## Input material:
>>>
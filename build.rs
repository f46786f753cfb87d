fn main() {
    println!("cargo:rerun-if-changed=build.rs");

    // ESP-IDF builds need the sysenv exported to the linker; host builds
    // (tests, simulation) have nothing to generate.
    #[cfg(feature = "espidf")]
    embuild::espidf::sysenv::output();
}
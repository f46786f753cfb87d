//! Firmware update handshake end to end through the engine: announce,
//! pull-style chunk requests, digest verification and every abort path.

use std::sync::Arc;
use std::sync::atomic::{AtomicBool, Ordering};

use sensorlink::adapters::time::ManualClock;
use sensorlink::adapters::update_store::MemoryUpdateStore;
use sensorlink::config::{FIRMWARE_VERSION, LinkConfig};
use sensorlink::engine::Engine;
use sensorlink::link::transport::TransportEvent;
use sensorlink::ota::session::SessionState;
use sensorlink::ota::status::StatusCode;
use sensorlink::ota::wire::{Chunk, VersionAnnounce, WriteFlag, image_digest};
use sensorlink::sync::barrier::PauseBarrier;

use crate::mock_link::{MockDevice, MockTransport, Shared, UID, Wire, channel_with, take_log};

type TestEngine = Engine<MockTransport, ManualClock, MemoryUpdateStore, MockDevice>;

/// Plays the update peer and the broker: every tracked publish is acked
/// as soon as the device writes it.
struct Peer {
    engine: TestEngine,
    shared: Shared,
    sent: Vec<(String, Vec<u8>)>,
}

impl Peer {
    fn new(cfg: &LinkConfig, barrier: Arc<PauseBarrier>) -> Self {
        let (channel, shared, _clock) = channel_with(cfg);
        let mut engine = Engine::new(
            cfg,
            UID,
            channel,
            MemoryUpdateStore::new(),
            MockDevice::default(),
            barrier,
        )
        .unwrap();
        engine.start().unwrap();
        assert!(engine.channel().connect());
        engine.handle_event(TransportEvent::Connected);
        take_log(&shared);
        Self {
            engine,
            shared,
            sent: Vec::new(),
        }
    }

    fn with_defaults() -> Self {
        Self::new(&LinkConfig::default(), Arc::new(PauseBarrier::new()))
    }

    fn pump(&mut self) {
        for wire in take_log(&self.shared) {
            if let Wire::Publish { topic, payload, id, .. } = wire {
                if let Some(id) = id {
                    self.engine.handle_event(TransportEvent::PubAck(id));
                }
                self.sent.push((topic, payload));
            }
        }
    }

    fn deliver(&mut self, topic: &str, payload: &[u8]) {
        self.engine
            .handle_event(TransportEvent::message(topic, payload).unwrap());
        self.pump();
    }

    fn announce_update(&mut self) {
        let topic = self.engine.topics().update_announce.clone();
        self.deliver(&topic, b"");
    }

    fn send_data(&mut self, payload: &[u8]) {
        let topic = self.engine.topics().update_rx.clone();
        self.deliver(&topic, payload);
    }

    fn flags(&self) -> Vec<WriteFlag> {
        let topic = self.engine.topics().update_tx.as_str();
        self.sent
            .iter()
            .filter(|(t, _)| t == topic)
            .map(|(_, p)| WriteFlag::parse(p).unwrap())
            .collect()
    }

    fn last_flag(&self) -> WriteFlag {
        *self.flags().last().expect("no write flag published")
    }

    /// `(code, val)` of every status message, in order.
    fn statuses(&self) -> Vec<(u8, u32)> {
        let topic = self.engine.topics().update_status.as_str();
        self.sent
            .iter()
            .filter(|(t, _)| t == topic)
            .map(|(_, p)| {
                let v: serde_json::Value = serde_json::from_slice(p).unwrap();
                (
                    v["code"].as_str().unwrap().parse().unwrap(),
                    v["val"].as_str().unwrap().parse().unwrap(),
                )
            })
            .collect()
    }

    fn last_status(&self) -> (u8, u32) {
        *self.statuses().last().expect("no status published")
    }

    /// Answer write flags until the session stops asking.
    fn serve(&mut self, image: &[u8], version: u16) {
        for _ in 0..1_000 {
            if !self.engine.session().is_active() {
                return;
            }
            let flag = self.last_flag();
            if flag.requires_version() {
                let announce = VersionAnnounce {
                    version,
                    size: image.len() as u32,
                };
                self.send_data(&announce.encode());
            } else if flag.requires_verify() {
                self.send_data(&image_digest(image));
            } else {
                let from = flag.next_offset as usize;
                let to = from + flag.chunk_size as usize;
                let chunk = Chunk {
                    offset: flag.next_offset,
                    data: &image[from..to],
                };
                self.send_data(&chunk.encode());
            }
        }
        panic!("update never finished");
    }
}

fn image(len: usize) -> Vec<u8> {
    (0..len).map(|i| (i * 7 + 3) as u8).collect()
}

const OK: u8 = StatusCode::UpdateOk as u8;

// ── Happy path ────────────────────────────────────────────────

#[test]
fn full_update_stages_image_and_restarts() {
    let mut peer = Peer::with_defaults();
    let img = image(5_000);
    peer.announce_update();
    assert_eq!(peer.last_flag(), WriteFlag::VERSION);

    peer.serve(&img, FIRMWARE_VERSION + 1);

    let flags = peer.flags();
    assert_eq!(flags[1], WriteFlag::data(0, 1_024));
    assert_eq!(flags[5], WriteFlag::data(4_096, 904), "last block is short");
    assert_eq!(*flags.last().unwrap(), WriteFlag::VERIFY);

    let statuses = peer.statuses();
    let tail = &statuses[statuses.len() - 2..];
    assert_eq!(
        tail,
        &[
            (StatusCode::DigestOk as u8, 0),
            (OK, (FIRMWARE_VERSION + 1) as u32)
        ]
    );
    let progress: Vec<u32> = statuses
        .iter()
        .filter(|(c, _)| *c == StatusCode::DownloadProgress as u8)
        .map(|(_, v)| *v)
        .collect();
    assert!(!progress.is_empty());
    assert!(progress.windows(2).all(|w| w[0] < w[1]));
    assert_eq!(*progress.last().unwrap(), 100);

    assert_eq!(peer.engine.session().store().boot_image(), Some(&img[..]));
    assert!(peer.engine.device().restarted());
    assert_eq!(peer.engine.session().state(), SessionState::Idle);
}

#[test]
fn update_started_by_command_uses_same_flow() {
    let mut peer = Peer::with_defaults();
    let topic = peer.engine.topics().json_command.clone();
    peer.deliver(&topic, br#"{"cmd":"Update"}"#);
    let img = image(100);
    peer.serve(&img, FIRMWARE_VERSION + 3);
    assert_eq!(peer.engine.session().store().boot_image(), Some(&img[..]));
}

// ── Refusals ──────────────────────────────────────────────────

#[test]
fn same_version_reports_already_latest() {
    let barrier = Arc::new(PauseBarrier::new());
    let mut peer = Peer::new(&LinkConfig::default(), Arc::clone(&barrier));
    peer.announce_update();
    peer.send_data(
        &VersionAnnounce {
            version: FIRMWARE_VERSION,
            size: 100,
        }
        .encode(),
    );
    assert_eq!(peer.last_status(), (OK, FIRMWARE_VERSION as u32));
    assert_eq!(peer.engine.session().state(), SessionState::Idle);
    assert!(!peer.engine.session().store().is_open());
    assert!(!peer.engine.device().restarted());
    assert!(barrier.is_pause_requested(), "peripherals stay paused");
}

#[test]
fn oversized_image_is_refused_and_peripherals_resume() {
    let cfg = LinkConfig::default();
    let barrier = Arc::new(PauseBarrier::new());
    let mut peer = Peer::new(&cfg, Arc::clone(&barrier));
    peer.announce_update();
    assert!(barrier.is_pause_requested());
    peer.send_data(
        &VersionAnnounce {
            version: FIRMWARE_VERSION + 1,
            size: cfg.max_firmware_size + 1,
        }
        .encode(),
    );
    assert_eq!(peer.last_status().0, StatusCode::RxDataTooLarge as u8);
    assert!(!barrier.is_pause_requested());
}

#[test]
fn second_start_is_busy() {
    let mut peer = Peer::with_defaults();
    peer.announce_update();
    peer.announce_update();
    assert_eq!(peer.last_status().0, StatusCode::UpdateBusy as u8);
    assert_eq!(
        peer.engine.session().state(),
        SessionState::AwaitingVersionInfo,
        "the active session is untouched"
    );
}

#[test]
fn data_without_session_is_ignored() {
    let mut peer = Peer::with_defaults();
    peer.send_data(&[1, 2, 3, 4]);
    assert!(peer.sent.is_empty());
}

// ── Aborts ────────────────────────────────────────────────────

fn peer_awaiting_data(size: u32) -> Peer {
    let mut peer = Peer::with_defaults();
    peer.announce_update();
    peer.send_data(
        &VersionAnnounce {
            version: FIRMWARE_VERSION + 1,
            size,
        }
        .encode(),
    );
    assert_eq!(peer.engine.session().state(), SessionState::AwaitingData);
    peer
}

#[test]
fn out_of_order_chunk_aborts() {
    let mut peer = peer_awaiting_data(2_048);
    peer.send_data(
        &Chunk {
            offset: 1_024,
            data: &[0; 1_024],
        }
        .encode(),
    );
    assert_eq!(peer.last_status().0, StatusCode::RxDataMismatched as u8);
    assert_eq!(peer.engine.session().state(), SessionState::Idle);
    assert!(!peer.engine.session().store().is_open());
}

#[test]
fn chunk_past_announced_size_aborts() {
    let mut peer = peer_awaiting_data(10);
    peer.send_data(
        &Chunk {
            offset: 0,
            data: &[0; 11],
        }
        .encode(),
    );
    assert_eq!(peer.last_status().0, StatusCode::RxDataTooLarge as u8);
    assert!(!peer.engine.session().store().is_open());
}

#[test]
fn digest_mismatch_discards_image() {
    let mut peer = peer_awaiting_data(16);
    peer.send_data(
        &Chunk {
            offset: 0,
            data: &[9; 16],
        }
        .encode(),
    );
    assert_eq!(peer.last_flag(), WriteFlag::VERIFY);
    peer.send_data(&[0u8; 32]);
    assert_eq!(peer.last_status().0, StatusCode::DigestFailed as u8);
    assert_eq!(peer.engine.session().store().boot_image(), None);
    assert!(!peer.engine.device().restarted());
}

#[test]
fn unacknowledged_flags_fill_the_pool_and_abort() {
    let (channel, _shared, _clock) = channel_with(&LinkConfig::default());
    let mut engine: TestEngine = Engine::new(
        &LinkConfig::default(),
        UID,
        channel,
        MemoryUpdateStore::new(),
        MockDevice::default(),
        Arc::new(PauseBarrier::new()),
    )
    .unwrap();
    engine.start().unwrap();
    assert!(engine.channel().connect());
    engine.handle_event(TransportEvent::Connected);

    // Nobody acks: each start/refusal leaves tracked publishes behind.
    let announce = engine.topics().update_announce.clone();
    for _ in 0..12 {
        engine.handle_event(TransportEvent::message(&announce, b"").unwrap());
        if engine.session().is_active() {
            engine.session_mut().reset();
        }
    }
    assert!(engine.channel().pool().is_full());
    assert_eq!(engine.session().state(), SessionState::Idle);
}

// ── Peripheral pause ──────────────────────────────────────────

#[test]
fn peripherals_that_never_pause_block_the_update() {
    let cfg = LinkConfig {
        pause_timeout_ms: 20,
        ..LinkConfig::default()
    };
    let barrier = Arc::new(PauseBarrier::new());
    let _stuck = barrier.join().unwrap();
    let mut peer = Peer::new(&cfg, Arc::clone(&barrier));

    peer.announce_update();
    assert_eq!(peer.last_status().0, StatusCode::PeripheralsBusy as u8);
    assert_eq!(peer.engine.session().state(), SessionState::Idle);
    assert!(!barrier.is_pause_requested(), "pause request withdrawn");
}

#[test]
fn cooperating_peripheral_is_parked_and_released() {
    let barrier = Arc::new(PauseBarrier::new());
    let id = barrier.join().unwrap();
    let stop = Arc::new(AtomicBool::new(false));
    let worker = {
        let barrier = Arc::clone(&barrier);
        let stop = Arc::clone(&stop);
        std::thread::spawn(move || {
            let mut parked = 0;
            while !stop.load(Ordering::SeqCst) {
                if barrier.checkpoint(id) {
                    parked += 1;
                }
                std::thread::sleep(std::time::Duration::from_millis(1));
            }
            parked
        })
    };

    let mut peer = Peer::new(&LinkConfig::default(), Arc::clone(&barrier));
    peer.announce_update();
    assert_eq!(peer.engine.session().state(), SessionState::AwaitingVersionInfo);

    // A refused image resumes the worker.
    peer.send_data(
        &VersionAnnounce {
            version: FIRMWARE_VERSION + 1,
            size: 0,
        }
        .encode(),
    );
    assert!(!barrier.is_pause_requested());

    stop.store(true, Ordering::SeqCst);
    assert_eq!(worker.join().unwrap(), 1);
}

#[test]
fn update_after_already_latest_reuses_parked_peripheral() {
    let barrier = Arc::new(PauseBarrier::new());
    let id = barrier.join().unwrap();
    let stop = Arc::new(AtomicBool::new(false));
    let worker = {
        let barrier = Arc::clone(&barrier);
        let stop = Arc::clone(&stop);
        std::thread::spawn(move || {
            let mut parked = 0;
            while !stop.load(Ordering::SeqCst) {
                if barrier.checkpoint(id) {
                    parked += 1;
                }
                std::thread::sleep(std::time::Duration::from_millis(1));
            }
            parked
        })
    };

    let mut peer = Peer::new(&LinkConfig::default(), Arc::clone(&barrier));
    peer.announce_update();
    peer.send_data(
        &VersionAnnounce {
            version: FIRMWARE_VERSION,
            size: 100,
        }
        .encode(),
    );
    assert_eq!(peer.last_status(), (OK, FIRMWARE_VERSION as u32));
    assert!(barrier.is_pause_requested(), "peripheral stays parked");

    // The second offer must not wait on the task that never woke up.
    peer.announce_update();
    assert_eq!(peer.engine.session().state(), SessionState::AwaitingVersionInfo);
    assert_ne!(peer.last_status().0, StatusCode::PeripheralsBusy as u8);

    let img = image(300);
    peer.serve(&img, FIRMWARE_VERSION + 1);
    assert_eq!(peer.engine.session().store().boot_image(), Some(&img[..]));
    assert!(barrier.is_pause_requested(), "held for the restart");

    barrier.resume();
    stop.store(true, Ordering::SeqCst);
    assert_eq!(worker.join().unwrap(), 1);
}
<<<
## Task instructions:
Look through the data above. Each line containing the word "MockDevice" needs to be copied.

## Written response:
use crate::mock_link::{MockDevice, MockTransport, Shared, UID, Wire, channel_with, take_log};
type TestEngine = Engine<MockTransport, ManualClock, MemoryUpdateStore, MockDevice>;
            MockDevice::default(),
        MockDevice::default(),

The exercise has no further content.